The influence of alveolar bone characteristics on implant IT has been assessed using different bone density classifications.9-13 One of the most commonly used classifications is based on the amount of cortical and trabecular bone shown in preoperative panoramic and periapical radiographs generating four scores.14 However, this classification has been found to be inaccurate for predicting IT15 because it is subjective and it depends on the opinion of the professional.11 Other measurements, such as cortical thickness of the alveolar ridge, have been found to correlate with IT.16 However, the quantitative relation, as well as sensitivity and specificity of this and other diagnostic methods to predict torque, are not yet available in the literature.

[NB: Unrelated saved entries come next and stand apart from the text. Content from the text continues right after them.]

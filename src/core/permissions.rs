//! Source-based access control for console commands.
//!
//! Every statement carries the [`CommandSource`] it came from and whether it
//! arrived over the network. A command's [`CommandFlags`] decide which of
//! those origins may run it; [`check_command_access`] applies the rules.

use std::fmt::{self, Display};

use thiserror::Error;

/// Where a statement came from.
///
/// The discriminants are stable and fit one byte, so a source can be carried
/// on the wire next to the statement text.
#[derive(Debug, Clone, Copy, PartialEq, Eq, Hash, Default)]
#[repr(u8)]
pub enum CommandSource {
    /// Origin not known. Always denied.
    #[default]
    Unknown = 0,
    /// Host code calling the runtime directly.
    Direct = 1,
    /// Game library code.
    Game = 2,
    /// Typed at the console prompt.
    Console = 3,
    /// A key binding.
    Bind = 4,
    /// A config file, including `exec`.
    Config = 5,
    /// A player profile.
    Profile = 6,
    /// The process command line.
    CommandLine = 7,
    /// A scripted action.
    Script = 8,
}

impl CommandSource {
    pub const ALL: [CommandSource; 9] = [
        CommandSource::Unknown,
        CommandSource::Direct,
        CommandSource::Game,
        CommandSource::Console,
        CommandSource::Bind,
        CommandSource::Config,
        CommandSource::Profile,
        CommandSource::CommandLine,
        CommandSource::Script,
    ];

    /// Decode a wire byte.
    pub fn from_u8(value: u8) -> Option<Self> {
        Self::ALL.get(usize::from(value)).copied()
    }

    #[inline]
    pub fn as_u8(self) -> u8 {
        self as u8
    }

    /// Phrase used in denial diagnostics.
    pub fn describe(self) -> &'static str {
        match self {
            CommandSource::Unknown => "an unknown source",
            CommandSource::Direct => "a direct call",
            CommandSource::Game => "a game library call",
            CommandSource::Console => "the console",
            CommandSource::Bind => "a binding",
            CommandSource::Config => "a cfg file",
            CommandSource::Profile => "a player profile",
            CommandSource::CommandLine => "the command line",
            CommandSource::Script => "an action command",
        }
    }

    /// The per-source block flag, if the source has one.
    fn block_flag(self) -> Option<CommandFlags> {
        match self {
            CommandSource::Unknown => None,
            CommandSource::Direct => Some(CommandFlags::NO_DIRECT),
            CommandSource::Game => Some(CommandFlags::NO_GAME),
            CommandSource::Console => Some(CommandFlags::NO_CONSOLE),
            CommandSource::Bind => Some(CommandFlags::NO_BIND),
            CommandSource::Config => Some(CommandFlags::NO_CONFIG),
            CommandSource::Profile => Some(CommandFlags::NO_PROFILE),
            CommandSource::CommandLine => Some(CommandFlags::NO_CMDLINE),
            CommandSource::Script => Some(CommandFlags::NO_SCRIPT),
        }
    }

    /// Sources a remote client could not plausibly have produced.
    fn untrusted_when_remote(self) -> bool {
        matches!(
            self,
            CommandSource::Unknown
                | CommandSource::Config
                | CommandSource::Profile
                | CommandSource::CommandLine
                | CommandSource::Script
        )
    }
}

impl Display for CommandSource {
    fn fmt(&self, f: &mut fmt::Formatter<'_>) -> fmt::Result {
        f.write_str(self.describe())
    }
}

/// Flags restricting who may run a command.
#[derive(Debug, Clone, Copy, PartialEq, Eq, Default)]
pub struct CommandFlags(u32);

impl CommandFlags {
    pub const NONE: Self = Self(0);

    pub const NO_DIRECT: Self = Self(1 << 0);
    pub const NO_GAME: Self = Self(1 << 1);
    pub const NO_CONSOLE: Self = Self(1 << 2);
    pub const NO_BIND: Self = Self(1 << 3);
    pub const NO_CONFIG: Self = Self(1 << 4);
    pub const NO_PROFILE: Self = Self(1 << 5);
    pub const NO_CMDLINE: Self = Self(1 << 6);
    pub const NO_SCRIPT: Self = Self(1 << 7);

    /// Requires a loaded game.
    pub const NO_NULL_GAME: Self = Self(1 << 8);

    /// UI-only; unavailable on a dedicated server.
    pub const NO_DEDICATED: Self = Self(1 << 9);

    /// May be run by network clients.
    pub const CLIENT: Self = Self(1 << 10);

    #[inline]
    pub const fn contains(self, other: Self) -> bool {
        (self.0 & other.0) == other.0
    }

    #[inline]
    pub const fn union(self, other: Self) -> Self {
        Self(self.0 | other.0)
    }

    #[inline]
    pub const fn is_empty(self) -> bool {
        self.0 == 0
    }
}

impl std::ops::BitOr for CommandFlags {
    type Output = Self;

    #[inline]
    fn bitor(self, rhs: Self) -> Self::Output {
        self.union(rhs)
    }
}

impl std::ops::BitOrAssign for CommandFlags {
    #[inline]
    fn bitor_assign(&mut self, rhs: Self) {
        *self = self.union(rhs);
    }
}

/// Host state consulted by the access rules.
#[derive(Debug, Clone, Copy, PartialEq, Eq, Default)]
pub struct HostCapabilities {
    pub game_loaded: bool,
    pub dedicated: bool,
    /// The process is acting as a network server.
    pub server: bool,
}

/// Why a command was refused.
#[derive(Debug, Clone, PartialEq, Eq, Error)]
pub enum PermissionDenied {
    #[error("{name} can't be used while no game is loaded.")]
    NoGameLoaded { name: String },

    #[error("{name} can't be used in dedicated mode.")]
    Dedicated { name: String },

    #[error("{name} can't be used by remote clients.")]
    NotClientUsable { name: String },

    #[error("{name} can't be executed remotely via {via}.")]
    RemoteSource { name: String, via: CommandSource },

    #[error("{name} can't be executed via {via}.")]
    Source { name: String, via: CommandSource },
}

/// Decide whether a command may run for a statement.
///
/// Rules are applied in order: game loaded, dedicated mode, the network
/// trust boundary, then the per-source mask.
pub fn check_command_access(
    name: &str,
    flags: CommandFlags,
    source: CommandSource,
    network_originated: bool,
    host: &HostCapabilities,
) -> Result<(), PermissionDenied> {
    let name = || name.to_owned();

    if flags.contains(CommandFlags::NO_NULL_GAME) && !host.game_loaded {
        return Err(PermissionDenied::NoGameLoaded { name: name() });
    }

    if flags.contains(CommandFlags::NO_DEDICATED) && host.dedicated {
        return Err(PermissionDenied::Dedicated { name: name() });
    }

    if host.server && network_originated {
        if !flags.contains(CommandFlags::CLIENT) {
            return Err(PermissionDenied::NotClientUsable { name: name() });
        }
        if source.untrusted_when_remote() {
            return Err(PermissionDenied::RemoteSource {
                name: name(),
                via: source,
            });
        }
    }

    let blocked = match source.block_flag() {
        Some(flag) => flags.contains(flag),
        None => true,
    };
    if blocked {
        return Err(PermissionDenied::Source {
            name: name(),
            via: source,
        });
    }

    Ok(())
}

#[cfg(test)]
mod tests {
    use super::*;

    fn local() -> HostCapabilities {
        HostCapabilities {
            game_loaded: true,
            ..Default::default()
        }
    }

    fn server() -> HostCapabilities {
        HostCapabilities {
            game_loaded: true,
            server: true,
            ..Default::default()
        }
    }

    #[test]
    fn test_source_wire_encoding_is_stable() {
        assert_eq!(CommandSource::Unknown.as_u8(), 0);
        assert_eq!(CommandSource::Console.as_u8(), 3);
        assert_eq!(CommandSource::Script.as_u8(), 8);
        for source in CommandSource::ALL {
            assert_eq!(CommandSource::from_u8(source.as_u8()), Some(source));
        }
        assert_eq!(CommandSource::from_u8(9), None);
    }

    #[test]
    fn test_unflagged_command_allows_known_sources() {
        for source in &CommandSource::ALL[1..] {
            assert!(check_command_access("echo", CommandFlags::NONE, *source, false, &local()).is_ok());
        }
    }

    #[test]
    fn test_unknown_source_is_always_denied() {
        assert_eq!(
            check_command_access("echo", CommandFlags::NONE, CommandSource::Unknown, false, &local()),
            Err(PermissionDenied::Source {
                name: "echo".into(),
                via: CommandSource::Unknown,
            })
        );
    }

    #[test]
    fn test_requires_loaded_game() {
        let host = HostCapabilities::default();
        let result = check_command_access(
            "warp",
            CommandFlags::NO_NULL_GAME,
            CommandSource::Console,
            false,
            &host,
        );
        assert!(matches!(result, Err(PermissionDenied::NoGameLoaded { .. })));
    }

    #[test]
    fn test_dedicated_blocks_ui_only() {
        let host = HostCapabilities {
            dedicated: true,
            ..local()
        };
        let result = check_command_access(
            "screenshot",
            CommandFlags::NO_DEDICATED,
            CommandSource::Console,
            false,
            &host,
        );
        assert!(matches!(result, Err(PermissionDenied::Dedicated { .. })));
    }

    #[test]
    fn test_remote_requires_client_flag() {
        let result =
            check_command_access("kick", CommandFlags::NONE, CommandSource::Console, true, &server());
        assert!(matches!(result, Err(PermissionDenied::NotClientUsable { .. })));

        assert!(
            check_command_access("say", CommandFlags::CLIENT, CommandSource::Console, true, &server())
                .is_ok()
        );
    }

    #[test]
    fn test_remote_untrusted_sources_denied_despite_client_flag() {
        for source in [
            CommandSource::Config,
            CommandSource::Profile,
            CommandSource::CommandLine,
            CommandSource::Script,
        ] {
            let result = check_command_access("say", CommandFlags::CLIENT, source, true, &server());
            assert_eq!(
                result,
                Err(PermissionDenied::RemoteSource {
                    name: "say".into(),
                    via: source,
                })
            );
        }
    }

    #[test]
    fn test_network_flag_ignored_when_not_server() {
        assert!(
            check_command_access("kick", CommandFlags::NONE, CommandSource::Console, true, &local())
                .is_ok()
        );
    }

    #[test]
    fn test_per_source_mask() {
        let flags = CommandFlags::NO_CONFIG | CommandFlags::NO_BIND;
        assert!(check_command_access("quit", flags, CommandSource::Config, false, &local()).is_err());
        assert!(check_command_access("quit", flags, CommandSource::Bind, false, &local()).is_err());
        assert!(check_command_access("quit", flags, CommandSource::Console, false, &local()).is_ok());
    }

    #[test]
    fn test_denial_messages() {
        let err = PermissionDenied::Source {
            name: "quit".into(),
            via: CommandSource::Config,
        };
        assert_eq!(err.to_string(), "quit can't be executed via a cfg file.");
    }
}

Cone-beam computed tomography (CBCT) allows three-dimensional presurgical morphologic assessment of the cortical and trabecular alveolar bone available for placing dental implants.17 Compared to other CT methods, CBCT offers advantages such as reduced effective radiation doses, shorter acquisition scan time, easier imaging, and lower costs.17,18 CBCT has been validated19 and used clinically20 to assess bone density at implant sites by measuring pixel grayscale values. This analysis has been termed “radiographic bone density.”20-23 The radiographic bone density obtained with CBCT and peak IT has been found to be significantly correlated in both animal10 and human21,24 bone samples. However, none of the abovementioned studies assessed the relative contribution of cortical and trabecular bone on IT. Previous laboratory studies using simulation models16,25 suggest that cortical bone thickness, as well as trabecular bone elastic modulus and strength, may influence implant IT and primary stability.
Panoramic radiographs are useful to diagnose systemic26 and alveolar27 bone quality by assessing the width and shape of the inferior mandibular cortex. These measurements have been described as indices to predict osteoporosis because they are correlated with systemic bone mineral density (BMD) values measured with dual-energy x-ray absorptiometry (DXA).28 Nevertheless, the relation between these indices and implant peak IT remains unknown.
It was hypothesized that quantitative values from radiographic measurements could be used as diagnostic tools for predicting peak IT. Thus, the aims of this diagnostic study were to identify alveolar and systemic bone features that influence peak IT and use this information to develop a clinical method for predicting IT.